- Associated Press - Friday, October 9, 2015

PORTLAND, Ore. (AP) - Last month, after Rep. Carl Wilson announced he will introduce a bill to ban transgender teenagers from having sex reassignment surgery, the Grants Pass legislator admitted he had not yet knowingly met a transgender person.

Elaine Walquist decided to be his first.

A 64-year-old retired teacher, Walquist spent most of her adult life living in “stealth” after having the surgery in 1980. Last week, in an hour-long meeting both parties called friendly, Walquist experienced something new, too: It was her first time telling a stranger her story.

Walquist grew up in Michigan, the second of four children. She was a skinny, honor-roll student who loved Broadway musicals and spent prom night reading a book. The morning of her 13th birthday, she began wishing she would wake up a girl. She wished every year until 1980, when she was 28 and had saved enough from a job working at a hotel.
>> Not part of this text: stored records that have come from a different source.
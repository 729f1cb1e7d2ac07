//! Hand landmark types

/// Landmark indices in the MediaPipe 21-point hand model
pub mod index {
    pub const WRIST: usize = 0;
    pub const THUMB_TIP: usize = 4;
    pub const INDEX_FINGER_MCP: usize = 5;
    pub const INDEX_FINGER_PIP: usize = 6;
    pub const INDEX_FINGER_TIP: usize = 8;
    pub const MIDDLE_FINGER_TIP: usize = 12;
    pub const RING_FINGER_MCP: usize = 13;
    pub const RING_FINGER_PIP: usize = 14;
    pub const RING_FINGER_TIP: usize = 16;
    pub const PINKY_TIP: usize = 20;

    pub const COUNT: usize = 21;
}

/// Normalized landmark: x, y in [0, 1] of the source frame, z relative depth
#[derive(Clone, Copy, Debug, Default, PartialEq)]
pub struct Landmark {
    pub x: f32,
    pub y: f32,
    pub z: f32,
}

impl Landmark {
    pub fn new(x: f32, y: f32) -> Self {
        Self { x, y, z: 0.0 }
    }
}

#[derive(Clone, Copy, Debug, PartialEq, Eq)]
pub enum Handedness {
    Left,
    Right,
    Unknown,
}

impl Handedness {
    pub fn parse(label: &str) -> Self {
        match label {
            "Left" | "left" => Handedness::Left,
            "Right" | "right" => Handedness::Right,
            _ => Handedness::Unknown,
        }
    }
}

/// One detected hand
#[derive(Clone, Debug, PartialEq)]
pub struct LandmarkSet {
    pub hand: usize,
    pub handedness: Handedness,
    pub score: f32,
    pub landmarks: Vec<Landmark>,
    pub timestamp_ms: u64,
}

impl LandmarkSet {
    pub fn landmark(&self, index: usize) -> Option<Landmark> {
        self.landmarks.get(index).copied()
    }

    /// Hand whose every landmark sits at `at`; convenient for synthetic input
    pub fn uniform(hand: usize, at: Landmark) -> Self {
        Self {
            hand,
            handedness: Handedness::Unknown,
            score: 1.0,
            landmarks: vec![at; index::COUNT],
            timestamp_ms: 0,
        }
    }
}

/// Result of one detection pass, tagged with the frame it came from
#[derive(Clone, Debug, Default, PartialEq)]
pub struct Detections {
    pub frame_sequence: u64,
    pub frame_size: (u32, u32),
    pub hands: Vec<LandmarkSet>,
}

#[cfg(test)]
mod tests {
    use super::*;

    #[test]
    fn out_of_range_index_is_none() {
        let hand = LandmarkSet::uniform(0, Landmark::new(0.5, 0.5));
        assert_eq!(hand.landmark(index::PINKY_TIP), Some(Landmark::new(0.5, 0.5)));
        assert_eq!(hand.landmark(index::COUNT), None);
    }

    #[test]
    fn handedness_labels() {
        assert_eq!(Handedness::parse("Left"), Handedness::Left);
        assert_eq!(Handedness::parse("right"), Handedness::Right);
        assert_eq!(Handedness::parse("?"), Handedness::Unknown);
    }
}
//! Tracking session lifecycle.
//!
//! `Idle -> Acquiring -> Running -> Stopping -> Idle`, with `Acquiring -> Idle`
//! when the camera cannot be opened. The session owns the camera stream and
//! is the only one to release it.

use std::sync::atomic::{AtomicBool, Ordering};
use std::sync::Arc;

use tokio::sync::watch;
use tokio::task::JoinHandle;
use tracing::{debug, info, instrument, warn};

use crate::capture::{CameraSource, CameraStream, CaptureConstraints};
use crate::detect::adapter::{DetectorAdapter, LandmarkerFactory};
use crate::pipeline::clock::FrameClock;
use crate::pipeline::pump::FramePump;
use crate::pipeline::stats::{PumpStats, StatsSnapshot};
use crate::render::compositor::OverlayRenderer;
use crate::render::overlay::OverlayControls;
use crate::render::surface::Surface;
use crate::{Config, Error, Result};

#[derive(Debug, Clone, Copy, PartialEq, Eq)]
pub enum SessionState {
    Idle,
    Acquiring,
    Running,
    Stopping,
}

struct ActiveRun<T> {
    stream: T,
    running: Arc<AtomicBool>,
    task: JoinHandle<StatsSnapshot>,
    stats: Arc<PumpStats>,
}

/// Puts the state back to Idle if `start` is dropped mid-acquisition
struct AcquireGuard<'a> {
    state: &'a watch::Sender<SessionState>,
    armed: bool,
}

impl AcquireGuard<'_> {
    fn disarm(mut self) {
        self.armed = false;
    }
}

impl Drop for AcquireGuard<'_> {
    fn drop(&mut self) {
        if self.armed {
            self.state.send_replace(SessionState::Idle);
        }
    }
}

pub struct TrackingSession<C, F, S, K>
where
    C: CameraSource,
    F: LandmarkerFactory,
    S: Surface + Clone,
    K: FrameClock,
{
    config: Config,
    camera: C,
    landmarker: Arc<F>,
    surface: S,
    clock: K,
    renderer: OverlayRenderer,
    overlay: OverlayControls,
    state: watch::Sender<SessionState>,
    active: Option<ActiveRun<C::Stream>>,
    last_stats: Option<Arc<PumpStats>>,
}

impl<C, F, S, K> TrackingSession<C, F, S, K>
where
    C: CameraSource,
    F: LandmarkerFactory,
    S: Surface + Clone,
    K: FrameClock,
{
    /// `surface` and `clock` are templates; each run gets a fresh clone.
    pub fn new(config: Config, camera: C, landmarker: F, surface: S, clock: K) -> Self {
        let overlay = OverlayControls::new(&config.overlay);
        let renderer = OverlayRenderer::from_config(&config.overlay, &config.display);
        let (state, _) = watch::channel(SessionState::Idle);
        Self {
            config,
            camera,
            landmarker: Arc::new(landmarker),
            surface,
            clock,
            renderer,
            overlay,
            state,
            active: None,
            last_stats: None,
        }
    }

    pub fn state(&self) -> SessionState {
        *self.state.borrow()
    }

    /// Observe state transitions
    pub fn subscribe(&self) -> watch::Receiver<SessionState> {
        self.state.subscribe()
    }

    pub fn overlay(&self) -> &OverlayControls {
        &self.overlay
    }

    /// Counters of the current run, or of the last one after `stop`
    pub fn stats(&self) -> Option<StatsSnapshot> {
        self.active
            .as_ref()
            .map(|run| &run.stats)
            .or(self.last_stats.as_ref())
            .map(|stats| stats.snapshot())
    }

    pub fn active_tracks(&self) -> usize {
        self.active.as_ref().map_or(0, |run| run.stream.active_tracks())
    }

    fn set_state(&self, state: SessionState) {
        debug!("Session {:?} -> {:?}", self.state(), state);
        self.state.send_replace(state);
    }

    /// Open the camera and start the frame pump.
    ///
    /// A no-op unless Idle. Camera failure returns `Error::CameraUnavailable`
    /// with the session back in Idle and no pump started.
    #[instrument(skip(self))]
    pub async fn start(&mut self) -> Result<()> {
        let state = self.state();
        if state != SessionState::Idle {
            debug!("start() ignored while {:?}", state);
            return Ok(());
        }

        self.set_state(SessionState::Acquiring);
        let constraints = CaptureConstraints::from(&self.config.capture);
        let guard = AcquireGuard {
            state: &self.state,
            armed: true,
        };
        let acquired = self.camera.acquire(&constraints).await;
        guard.disarm();

        let stream = match acquired {
            Ok(stream) => stream,
            Err(e) => {
                self.set_state(SessionState::Idle);
                warn!("Camera acquisition failed: {}", e);
                return Err(match e {
                    Error::CameraUnavailable(_) => e,
                    other => Error::CameraUnavailable(other.to_string()),
                });
            }
        };

        let running = Arc::new(AtomicBool::new(true));
        let detector = DetectorAdapter::load(self.landmarker.clone(), self.config.detector.clone());
        let pump = FramePump::new(
            stream.frames(),
            detector,
            self.renderer,
            self.surface.clone(),
            self.overlay.clone(),
            running.clone(),
        );
        let stats = pump.stats();
        let task = tokio::spawn(pump.run(self.clock.clone()));

        self.active = Some(ActiveRun {
            stream,
            running,
            task,
            stats,
        });
        self.set_state(SessionState::Running);
        info!("Tracking session running");
        Ok(())
    }

    /// Stop the pump and release the camera before returning.
    ///
    /// Does not wait for a pending detection; its result is dropped.
    pub fn stop(&mut self) {
        let Some(mut run) = self.active.take() else {
            debug!("stop() ignored while {:?}", self.state());
            return;
        };

        self.set_state(SessionState::Stopping);
        run.running.store(false, Ordering::Release);
        run.task.abort();
        run.stream.release();
        self.last_stats = Some(run.stats);
        self.set_state(SessionState::Idle);
        info!("Tracking session stopped");
    }
}

impl<C, F, S, K> Drop for TrackingSession<C, F, S, K>
where
    C: CameraSource,
    F: LandmarkerFactory,
    S: Surface + Clone,
    K: FrameClock,
{
    fn drop(&mut self) {
        self.stop();
    }
}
Legislators weren’t talking about women like Walquist then. There were no advocacy groups lobbying states and insurance companies to cover transition-related procedures.



When she began taking female hormones and going through lengthy, painful electrolysis procedures, she did so alone.

In 1977, Walquist told her family members she was “transsexual,” the word most commonly used then. Her parents accepted her, she said, but never wanted to know details. They didn’t come to the hospital during her surgery, and they didn’t want to see the results. They never again discussed who she dated. She didn’t tell them about the department store workers who kicked her out of dressing rooms or the men who yelled slurs as she walked by.

After her surgery, Walquist went to college and became a public high school language and history teacher. After that, she felt she never could tell people the whole of her life.

“In Michigan, I could not tell me story at all,” Walquist said. “It would have cost me my job.”

Walquist said she had a good, if not an easy, life: She was a nationally ranked table tennis player who trained at the Olympic Training Center in Colorado Springs. She became foreign language department chair at her school.

When she retired in 2012, she decided to start over. Walquist moved to Portland last year, intending to become more involved in advocating for less fortunate LGBT people.

She saw a good opportunity, she said, when she read about Wilson’s plan to propose legislation banning teenagers from using the Oregon Health Plan to pay for sex reassignment surgery.

Because the age of consent for all medical procedures in Oregon is 15, Wilson said a 2014 decision to offer Oregon Health Plan coverage for transgender-related medicines and procedures could allow teenagers to make life-altering decisions they might later regret.

The Republican legislator said he hadn’t, as far as he knew, ever met a transgender person.

Walquist thought medical professionals, not politicians, should determine who gets health care coverage and what it covers. And she thought Wilson should at least meet one openly transgender person before introducing his bill.

“Being a teacher, I wanted to educate him,” she said. “I knew I wasn’t going to change his mind. But I wanted him to meet someone who was a good representative for the trans community.”

They met in Wilson’s Salem office last week, both confirmed.

Walquist said she explained the difference between gender and sexuality to the legislator. She shared her life story with Wilson and explained how sex reassignment surgery works.

Wilson said he doesn’t comment on personal meetings he has with constituents. He still plans to introduce a bill directed at 15- to 17-year-old transgender kids.

“But I do want to say that it was a great conversation and an enjoyable time,” Wilson said. “While I’m sure we will disagree on some political concepts, I know we will enjoy mutual respect.”

Walquist agreed.

“I thought he was great,” she said. “He was really friendly, very gracious.”

She left him with a photograph of herself and signed it, with a wink, “from your favorite transsexual.”